Nebeneinkünfte von OB Wiegand: 18.000 Euro in einem Jahr

10. November 2014 | Politik | 6 Kommentare

9.401,10 Euro, soviel verdient Halles Oberbürgermeister Bernd Wiegand im Monat. Doch als höchster Vertreter der Stadt sitzt er per Gesetz auch in Aufsichtsräten städtischer Gesellschaften.

Und das ist ein lohnendes Nebeneinkommen. Im vergangenen Jahr hat Wiegand insgesamt 18.061,67 Euro eingenommen, informiert er selbst. Die Veröffentlichung der Nebeneinkünfte hatte Wiegand im Wahlkampf versprochen.

Der lohnendste Posten ist der Vorsitz im Verwaltungsrat der Sparkasse, der immerhin 8.500 Euro im Jahr einbringt. Mit 3.177 Euro sind die Stadtwerke dabei, wo Wiegand Aufsichtsratsvorsitzender ist. 2.000 Euro flossen für die Mitgliedschaft in der Trägerversammlung der Öffentliche Versicherungen Sachsen-Anhalt (ÖSA) sowie 104,67 für die Mitgliedschaft im Aufsichtsrat der GWG.

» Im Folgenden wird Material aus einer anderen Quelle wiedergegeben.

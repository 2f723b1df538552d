//! Grid construction: world-geometry queries, walkability resolution, and the
//! movement-penalty blur.
//!
//! Every cell is resolved from one overlap query against the host's
//! [`CollisionSource`]. Queries run in parallel on the rayon pool; the resolve
//! pass that writes the arenas is synchronous.
use glam::{IVec3, Vec3};
use rayon::prelude::*;

use crate::grid_box::{box_at_world_index, GridBox};
use crate::node::{Node, StaticNode};

/// Bit set of geometry layers, one bit per layer id in `0..32`.
#[derive(Debug, Clone, Copy, Default, PartialEq, Eq)]
pub struct LayerMask(pub u32);

impl LayerMask {
    pub const NONE: LayerMask = LayerMask(0);

    pub const fn single(layer: u32) -> Self {
        LayerMask(1 << layer)
    }

    pub const fn contains(self, layer: u32) -> bool {
        self.0 & (1 << layer) != 0
    }

    pub const fn union(self, other: LayerMask) -> Self {
        LayerMask(self.0 | other.0)
    }
}

/// Traversal penalty applied to every layer in `mask`.
#[derive(Debug, Clone, Copy)]
pub struct TerrainType {
    pub mask: LayerMask,
    pub penalty: i32,
}

impl TerrainType {
    pub fn new(mask: LayerMask, penalty: i32) -> Self {
        TerrainType { mask, penalty }
    }
}

/// The crate's window onto world geometry.
///
/// Implementations answer axis-aligned overlap queries against whatever
/// physics or scene representation the host uses. Queries are issued from
/// worker threads during builds and updates.
pub trait CollisionSource: Send + Sync {
    /// Layer of the first collider overlapping the cell volume centered at
    /// `center` with the given half-extents, or `None` for empty space.
    fn overlap_layer(&self, center: Vec3, half_extents: Vec3) -> Option<u32>;
}

impl<F> CollisionSource for F
where
    F: Fn(Vec3, Vec3) -> Option<u32> + Send + Sync,
{
    fn overlap_layer(&self, center: Vec3, half_extents: Vec3) -> Option<u32> {
        self(center, half_extents)
    }
}

/// Per-layer penalty lookup, built by summing every [`TerrainType`] whose mask
/// includes the layer.
pub(crate) fn region_penalties(terrain_types: &[TerrainType]) -> [i32; 32] {
    let mut table = [0i32; 32];
    for region in terrain_types {
        for (layer, entry) in table.iter_mut().enumerate() {
            if region.mask.contains(layer as u32) {
                *entry += region.penalty;
            }
        }
    }
    table
}

pub(crate) struct ResolveParams<'a> {
    pub(crate) unwalkable_mask: LayerMask,
    pub(crate) region_penalties: &'a [i32; 32],
    pub(crate) obstacle_proximity_penalty: i32,
}

/// Turns one overlap result into the cell's static state: a hit on an
/// unwalkable layer blocks the cell and charges the proximity penalty, any
/// hit accumulates its layer's terrain penalty.
pub(crate) fn resolve_hit(hit: Option<u32>, params: &ResolveParams) -> StaticNode {
    let Some(layer) = hit else {
        return StaticNode::new(0, true);
    };

    let walkable = !params.unwalkable_mask.contains(layer);
    let mut penalty = 0;
    if !walkable {
        penalty += params.obstacle_proximity_penalty;
    }
    penalty += params.region_penalties[(layer & 31) as usize];

    StaticNode::new(penalty, walkable)
}

/// Queries every cell of every box in parallel, then resolves the results into
/// fresh static and template node arenas.
pub(crate) fn build_arenas(
    boxes: &[GridBox],
    node_size: f32,
    source: &dyn CollisionSource,
    params: &ResolveParams,
) -> (Vec<StaticNode>, Vec<Node>) {
    let half_extents = Vec3::splat(node_size / 2.0);
    let hits = query_cells(boxes, node_size, source, half_extents);

    let mut static_nodes = vec![StaticNode::default(); hits.len()];
    let mut nodes = vec![Node::EMPTY; hits.len()];
    for (box_index, grid_box) in boxes.iter().enumerate() {
        for local in 0..grid_box.grid_size() {
            let index = grid_box.start_index + local;
            static_nodes[index] = resolve_hit(hits[index], params);
            nodes[index] = Node::new(grid_box.cell_from_local(local), box_index as i32);
        }
    }
    (static_nodes, nodes)
}

fn query_cells(
    boxes: &[GridBox],
    node_size: f32,
    source: &dyn CollisionSource,
    half_extents: Vec3,
) -> Vec<Option<u32>> {
    // Boxes occupy consecutive index ranges, so flattening in box order lines
    // the results up with the global arenas.
    let centers: Vec<Vec3> = boxes
        .iter()
        .flat_map(|grid_box| {
            let grid_box = *grid_box;
            (0..grid_box.grid_size())
                .map(move |local| grid_box.cell_world_pos(grid_box.cell_from_local(local), node_size))
        })
        .collect();

    centers
        .par_iter()
        .map(|&center| source.overlap_layer(center, half_extents))
        .collect()
}

/// One full blur pass: a separable box blur along X, then Y, then Z. Each axis
/// sweep reads a snapshot of the previous state so writes never race reads. A
/// neighbor that falls outside every box counts as a wall with
/// `obstacle_proximity_penalty`.
pub(crate) fn blur_penalty_map(
    boxes: &[GridBox],
    static_nodes: &mut [StaticNode],
    obstacle_proximity_penalty: i32,
) {
    for axis in [IVec3::X, IVec3::Y, IVec3::Z] {
        let snapshot = static_nodes.to_vec();

        let cells: Vec<(&GridBox, usize)> = boxes
            .iter()
            .flat_map(|grid_box| (0..grid_box.grid_size()).map(move |local| (grid_box, local)))
            .collect();

        let blurred: Vec<i32> = cells
            .into_par_iter()
            .map(|(grid_box, local)| {
                let grid_index = grid_box.cell_from_local(local);
                let world = grid_box.world_from_grid_index(grid_index);

                let mut sum = grid_box.static_node(&snapshot, grid_index).movement_penalty;
                for step in [-axis, axis] {
                    sum += match box_at_world_index(boxes, world + step) {
                        Some((nb_box, nb_index)) => {
                            boxes[nb_box].static_node(&snapshot, nb_index).movement_penalty
                        }
                        None => obstacle_proximity_penalty,
                    };
                }
                sum / 3
            })
            .collect();

        for (node, penalty) in static_nodes.iter_mut().zip(blurred) {
            node.movement_penalty = penalty;
        }
    }
}

/// Cells of `grid_box` covered by a world AABB, shrunk by half a cell so a
/// volume that only touches a cell boundary does not spill into the next row.
pub(crate) fn update_region(grid_box: &GridBox, min: Vec3, max: Vec3, node_size: f32) -> (IVec3, IVec3) {
    let node_radius = Vec3::splat(node_size / 2.0);
    let min_index = grid_box.clamped_grid_index(min + node_radius, node_size);
    let max_index = grid_box.clamped_grid_index(max - node_radius, node_size);
    (min_index, max_index)
}

/// Iterates an inclusive cell region in the fixed y, z, x nesting order.
pub(crate) fn iter_region(min: IVec3, max: IVec3) -> impl Iterator<Item = IVec3> {
    (min.y..=max.y).flat_map(move |y| {
        (min.z..=max.z).flat_map(move |z| (min.x..=max.x).map(move |x| IVec3::new(x, y, z)))
    })
}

Weitere insgesamt 4.280 Euro wurden vollständig an den Haushalt der Stadt Halle (Saale) abgeführt. Die Gelder stammen aus den Tätigkeiten als Aufsichtsratsvorsitzender der TGZ Halle GmbH (1.320 Euro), der Theater, Oper und Orchester GmbH (300 Euro) und der HWG (2.660 Euro).

Zum Vergleich: der Leipziger Oberbürgermeister Burkhardt Jung hat ein Jahresbruttoeinkommen von 136.576,31 Euro zuzüglich 55.769,44 Euro Nebeneinkünfte. 12.811,04 Euro davon gingen an die Stadtkasse.